**Exercise details:**
Reproduce each line from the records that holds "returned".

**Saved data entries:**
^^^^^^^^^^^^^^^^

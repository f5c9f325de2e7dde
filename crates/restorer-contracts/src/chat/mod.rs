mod command_registry;
mod intent_parser;

pub use command_registry::SESSION_HELP_COMMANDS;
pub use intent_parser::{parse_intent, Action, Intent};
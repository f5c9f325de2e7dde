use anyhow::{bail, Context, Result};
use base64::engine::general_purpose::STANDARD as BASE64;
use base64::Engine as _;
use reqwest::blocking::{Client as HttpClient, Response as HttpResponse};
use restorer_contracts::image::{EncodedImage, DEFAULT_IMAGE_MIME};
use restorer_contracts::outcome::RestorationOutcome;
use serde::Deserialize;
use serde_json::{json, Value};

use crate::config::{RestorerConfig, RESTORATION_PROMPT};
use crate::RestorationClient;

const API_KEY_HEADER: &str = "x-goog-api-key";

/// Restoration client backed by Gemini `generateContent`.
///
/// One POST per call: no retries and no timeout beyond the HTTP client's
/// defaults.
pub struct GeminiRestorer {
    config: RestorerConfig,
    http: HttpClient,
}

impl GeminiRestorer {
    pub fn new(config: RestorerConfig) -> Self {
        Self {
            config,
            http: HttpClient::new(),
        }
    }

    pub fn model(&self) -> &str {
        &self.config.model
    }

    pub fn endpoint(&self) -> String {
        let trimmed = self.config.model.trim();
        let model_path = if trimmed.starts_with("models/") {
            trimmed.to_string()
        } else {
            format!("models/{trimmed}")
        };
        format!("{}/{}:generateContent", self.config.api_base, model_path)
    }

    pub fn build_payload(image: &EncodedImage) -> Value {
        json!({
            "contents": [{
                "role": "user",
                "parts": [
                    {
                        "inlineData": {
                            "mimeType": image.mime_type(),
                            "data": image.base64_data(),
                        }
                    },
                    { "text": RESTORATION_PROMPT },
                ],
            }],
            "generationConfig": {
                "responseModalities": ["IMAGE"],
            },
        })
    }

    fn post(&self, endpoint: &str, payload: &Value) -> Result<String> {
        let response = self
            .http
            .post(endpoint)
            .header(API_KEY_HEADER, &self.config.api_key)
            .json(payload)
            .send()
            .with_context(|| format!("Gemini request failed ({endpoint})"))?;
        response_body_or_error("Gemini", response)
    }
}

impl RestorationClient for GeminiRestorer {
    fn name(&self) -> &str {
        "gemini"
    }

    fn restore(&self, image: &EncodedImage) -> RestorationOutcome {
        let endpoint = self.endpoint();
        let payload = Self::build_payload(image);
        log::debug!(
            "posting {} ({} bytes) to {endpoint}",
            image.mime_type(),
            image.len()
        );

        match self.post(&endpoint, &payload) {
            Ok(body) => decode_response(&body),
            Err(err) => {
                let message = error_chain_text(&err, 1024);
                log::error!("Error calling Gemini API: {message}");
                RestorationOutcome::transport(message)
            }
        }
    }
}

#[derive(Debug, Default, Deserialize)]
#[serde(rename_all = "camelCase")]
struct GenerateContentResponse {
    #[serde(default)]
    candidates: Vec<Candidate>,
    #[serde(default)]
    prompt_feedback: Option<PromptFeedback>,
}

#[derive(Debug, Default, Deserialize)]
#[serde(rename_all = "camelCase")]
struct Candidate {
    #[serde(default)]
    content: Option<Content>,
    #[serde(default)]
    finish_reason: Option<String>,
}

#[derive(Debug, Default, Deserialize)]
struct Content {
    #[serde(default)]
    parts: Vec<Part>,
}

#[derive(Debug, Default, Deserialize)]
#[serde(rename_all = "camelCase")]
struct Part {
    #[serde(default)]
    text: Option<String>,
    #[serde(default, alias = "inline_data")]
    inline_data: Option<InlineData>,
    #[serde(default)]
    thought: bool,
}

#[derive(Debug, Default, Deserialize)]
#[serde(rename_all = "camelCase")]
struct InlineData {
    #[serde(default, alias = "mime_type")]
    mime_type: Option<String>,
    #[serde(default)]
    data: String,
}

#[derive(Debug, Default, Deserialize)]
#[serde(rename_all = "camelCase")]
struct PromptFeedback {
    #[serde(default)]
    block_reason: Option<String>,
}

/// Classifies a `generateContent` response body.
///
/// Only the first candidate is considered and `thought` parts (draft images
/// and reasoning) are skipped. Inline image data wins over text; text-only
/// answers are the model's stated reason for not restoring.
pub fn decode_response(body: &str) -> RestorationOutcome {
    let response: GenerateContentResponse = match serde_json::from_str(body) {
        Ok(parsed) => parsed,
        Err(err) => {
            return RestorationOutcome::transport(format!(
                "Gemini returned invalid JSON payload: {err}"
            ))
        }
    };

    let first = response.candidates.first();
    let parts = first
        .and_then(|candidate| candidate.content.as_ref())
        .map(|content| content.parts.as_slice())
        .unwrap_or_default();

    if let Some(inline) = parts
        .iter()
        .filter(|part| !part.thought)
        .filter_map(|part| part.inline_data.as_ref())
        .find(|inline| !inline.data.trim().is_empty())
    {
        return match BASE64.decode(inline.data.trim().as_bytes()) {
            Ok(bytes) => RestorationOutcome::Restored(EncodedImage::new(
                inline
                    .mime_type
                    .clone()
                    .unwrap_or_else(|| DEFAULT_IMAGE_MIME.to_string()),
                bytes,
            )),
            Err(err) => {
                RestorationOutcome::transport(format!("Gemini image base64 decode failed: {err}"))
            }
        };
    }

    let text = parts
        .iter()
        .filter(|part| !part.thought)
        .filter_map(|part| part.text.as_deref())
        .collect::<String>();
    let text = text.trim();
    if !text.is_empty() {
        log::warn!("Gemini API returned a text response instead of an image: {text}");
        return RestorationOutcome::Declined(text.to_string());
    }

    let block_reason = response
        .prompt_feedback
        .as_ref()
        .and_then(|feedback| feedback.block_reason.as_deref());
    let finish_reason = first.and_then(|candidate| candidate.finish_reason.as_deref());
    log::warn!(
        "Gemini response carried no image or text (candidates: {}, block_reason: {}, finish_reason: {})",
        response.candidates.len(),
        block_reason.unwrap_or("none"),
        finish_reason.unwrap_or("none"),
    );
    RestorationOutcome::Empty
}

fn response_body_or_error(provider: &str, response: HttpResponse) -> Result<String> {
    let status = response.status();
    let code = status.as_u16();
    let body = response
        .text()
        .with_context(|| format!("{provider} response body read failed"))?;
    if !status.is_success() {
        bail!(
            "{provider} request failed ({code}): {}",
            truncate_text(&body, 512)
        );
    }
    Ok(body)
}

fn error_chain_text(err: &anyhow::Error, max_chars: usize) -> String {
    let mut parts: Vec<String> = Vec::new();
    for cause in err.chain() {
        let text = cause.to_string();
        let trimmed = text.trim();
        if trimmed.is_empty() {
            continue;
        }
        if parts.last().map(|existing| existing == trimmed).unwrap_or(false) {
            continue;
        }
        parts.push(trimmed.to_string());
    }
    truncate_text(&parts.join(" | caused by: "), max_chars)
}

fn truncate_text(value: &str, max_chars: usize) -> String {
    if value.chars().count() <= max_chars {
        return value.to_string();
    }
    value.chars().take(max_chars).collect::<String>() + "…"
}

#[cfg(test)]
mod tests {
    use mockito::Matcher;
    use restorer_contracts::outcome::GENERIC_RESTORE_FAILURE;
    use serde_json::json;

    use super::*;

    fn config(api_base: &str) -> RestorerConfig {
        RestorerConfig {
            api_key: "test-key".to_string(),
            api_base: api_base.to_string(),
            model: "gemini-2.5-flash-image".to_string(),
        }
    }

    fn jpeg() -> EncodedImage {
        EncodedImage::new("image/jpeg", vec![0xff, 0xd8, 0xff, 0xe0])
    }

    #[test]
    fn payload_pairs_image_with_fixed_instruction() {
        let payload = GeminiRestorer::build_payload(&jpeg());
        let parts = &payload["contents"][0]["parts"];
        assert_eq!(payload["contents"][0]["role"], json!("user"));
        assert_eq!(parts[0]["inlineData"]["mimeType"], json!("image/jpeg"));
        assert_eq!(parts[0]["inlineData"]["data"], json!("/9j/4A=="));
        assert_eq!(parts[1]["text"], json!(RESTORATION_PROMPT));
        assert_eq!(
            payload["generationConfig"]["responseModalities"],
            json!(["IMAGE"])
        );
    }

    #[test]
    fn endpoint_accepts_bare_and_prefixed_models() {
        let mut restorer = GeminiRestorer::new(config("https://example.test/v1beta"));
        assert_eq!(
            restorer.endpoint(),
            "https://example.test/v1beta/models/gemini-2.5-flash-image:generateContent"
        );
        restorer.config.model = "models/custom".to_string();
        assert_eq!(
            restorer.endpoint(),
            "https://example.test/v1beta/models/custom:generateContent"
        );
    }

    #[test]
    fn decode_prefers_inline_image_and_keeps_reported_mime() {
        let body = json!({
            "candidates": [{
                "content": {"parts": [
                    {"text": "Here you go"},
                    {"inlineData": {"mimeType": "image/webp", "data": "AQID"}}
                ]}
            }]
        })
        .to_string();
        assert_eq!(
            decode_response(&body),
            RestorationOutcome::Restored(EncodedImage::new("image/webp", vec![1, 2, 3]))
        );
    }

    #[test]
    fn decode_skips_draft_images_from_thinking_models() {
        let body = json!({
            "candidates": [{
                "content": {"parts": [
                    {"inlineData": {"mimeType": "image/png", "data": "CQkJ"}, "thought": true},
                    {"text": "Refining the colors", "thought": true},
                    {"inlineData": {"mimeType": "image/png", "data": "AQID"}}
                ]}
            }]
        })
        .to_string();
        assert_eq!(
            decode_response(&body),
            RestorationOutcome::Restored(EncodedImage::new("image/png", vec![1, 2, 3]))
        );

        let drafts_only = json!({
            "candidates": [{
                "content": {"parts": [
                    {"inlineData": {"mimeType": "image/png", "data": "CQkJ"}, "thought": true}
                ]}
            }]
        })
        .to_string();
        assert_eq!(decode_response(&drafts_only), RestorationOutcome::Empty);
    }

    #[test]
    fn decode_accepts_snake_case_and_missing_mime() {
        let body = json!({
            "candidates": [{"content": {"parts": [{"inline_data": {"data": "AQID"}}]}}]
        })
        .to_string();
        let RestorationOutcome::Restored(image) = decode_response(&body) else {
            panic!("expected restored image");
        };
        assert_eq!(image.mime_type(), "image/png");
        assert_eq!(image.bytes(), &[1, 2, 3]);
    }

    #[test]
    fn decode_text_only_as_declined_verbatim() {
        let body = json!({
            "candidates": [{
                "content": {"parts": [
                    {"text": "thinking...", "thought": true},
                    {"text": "  I can't edit photos of "},
                    {"text": "real people.  "}
                ]},
                "finishReason": "STOP"
            }]
        })
        .to_string();
        assert_eq!(
            decode_response(&body),
            RestorationOutcome::Declined("I can't edit photos of real people.".to_string())
        );
    }

    #[test]
    fn decode_without_image_or_text_is_empty() {
        for body in [
            json!({}),
            json!({"candidates": []}),
            json!({"candidates": [{"finishReason": "IMAGE_SAFETY"}]}),
            json!({"candidates": [{"content": {"parts": [{"text": "   "}]}}]}),
            json!({"promptFeedback": {"blockReason": "PROHIBITED_CONTENT"}}),
        ] {
            assert_eq!(
                decode_response(&body.to_string()),
                RestorationOutcome::Empty,
                "{body}"
            );
        }
    }

    #[test]
    fn decode_malformed_payloads_as_transport_errors() {
        assert!(matches!(
            decode_response("<html>bad gateway</html>"),
            RestorationOutcome::TransportError(message) if message.contains("invalid JSON")
        ));
        let bad_base64 = json!({
            "candidates": [{"content": {"parts": [{"inlineData": {"mimeType": "image/png", "data": "@@@"}}]}}]
        })
        .to_string();
        assert!(matches!(
            decode_response(&bad_base64),
            RestorationOutcome::TransportError(message) if message.contains("base64")
        ));
    }

    #[test]
    fn restore_posts_once_and_decodes_image() {
        let mut server = mockito::Server::new();
        let mock = server
            .mock("POST", "/models/gemini-2.5-flash-image:generateContent")
            .match_header(API_KEY_HEADER, "test-key")
            .match_body(Matcher::PartialJson(json!({
                "generationConfig": {"responseModalities": ["IMAGE"]}
            })))
            .with_status(200)
            .with_header("content-type", "application/json")
            .with_body(
                json!({
                    "candidates": [{"content": {"parts": [
                        {"inlineData": {"mimeType": "image/png", "data": "iVBORw=="}}
                    ]}}]
                })
                .to_string(),
            )
            .expect(1)
            .create();

        let restorer = GeminiRestorer::new(config(&server.url()));
        let outcome = restorer.restore(&jpeg());
        mock.assert();
        let RestorationOutcome::Restored(image) = outcome else {
            panic!("expected restored image, got {outcome:?}");
        };
        assert_eq!(image.mime_type(), "image/png");
        assert_eq!(image.bytes(), &[0x89, b'P', b'N', b'G']);
    }

    #[test]
    fn restore_surfaces_http_errors_with_status() {
        let mut server = mockito::Server::new();
        let mock = server
            .mock("POST", "/models/gemini-2.5-flash-image:generateContent")
            .with_status(429)
            .with_body(r#"{"error":{"message":"Resource has been exhausted"}}"#)
            .expect(1)
            .create();

        let outcome = GeminiRestorer::new(config(&server.url())).restore(&jpeg());
        mock.assert();
        let RestorationOutcome::TransportError(message) = outcome else {
            panic!("expected transport error, got {outcome:?}");
        };
        assert!(message.starts_with("Gemini request failed (429)"));
        assert!(message.contains("Resource has been exhausted"));
    }

    #[test]
    fn restore_reports_connection_failures() {
        let outcome = GeminiRestorer::new(config("http://127.0.0.1:1")).restore(&jpeg());
        let RestorationOutcome::TransportError(message) = outcome else {
            panic!("expected transport error, got {outcome:?}");
        };
        assert!(message.starts_with("Gemini request failed"));
        assert!(!message.contains("test-key"));
        assert_ne!(message, GENERIC_RESTORE_FAILURE);
    }

    #[test]
    fn truncate_text_marks_cut_content() {
        assert_eq!(truncate_text("abcdef", 3), "abc…");
        assert_eq!(truncate_text("abc", 3), "abc");
    }
}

^^^^^^^^^^^^^^^^

**Solution:**
                "Gemini returned invalid JSON payload: {err}"
        log::warn!("Gemini API returned a text response instead of an image: {text}");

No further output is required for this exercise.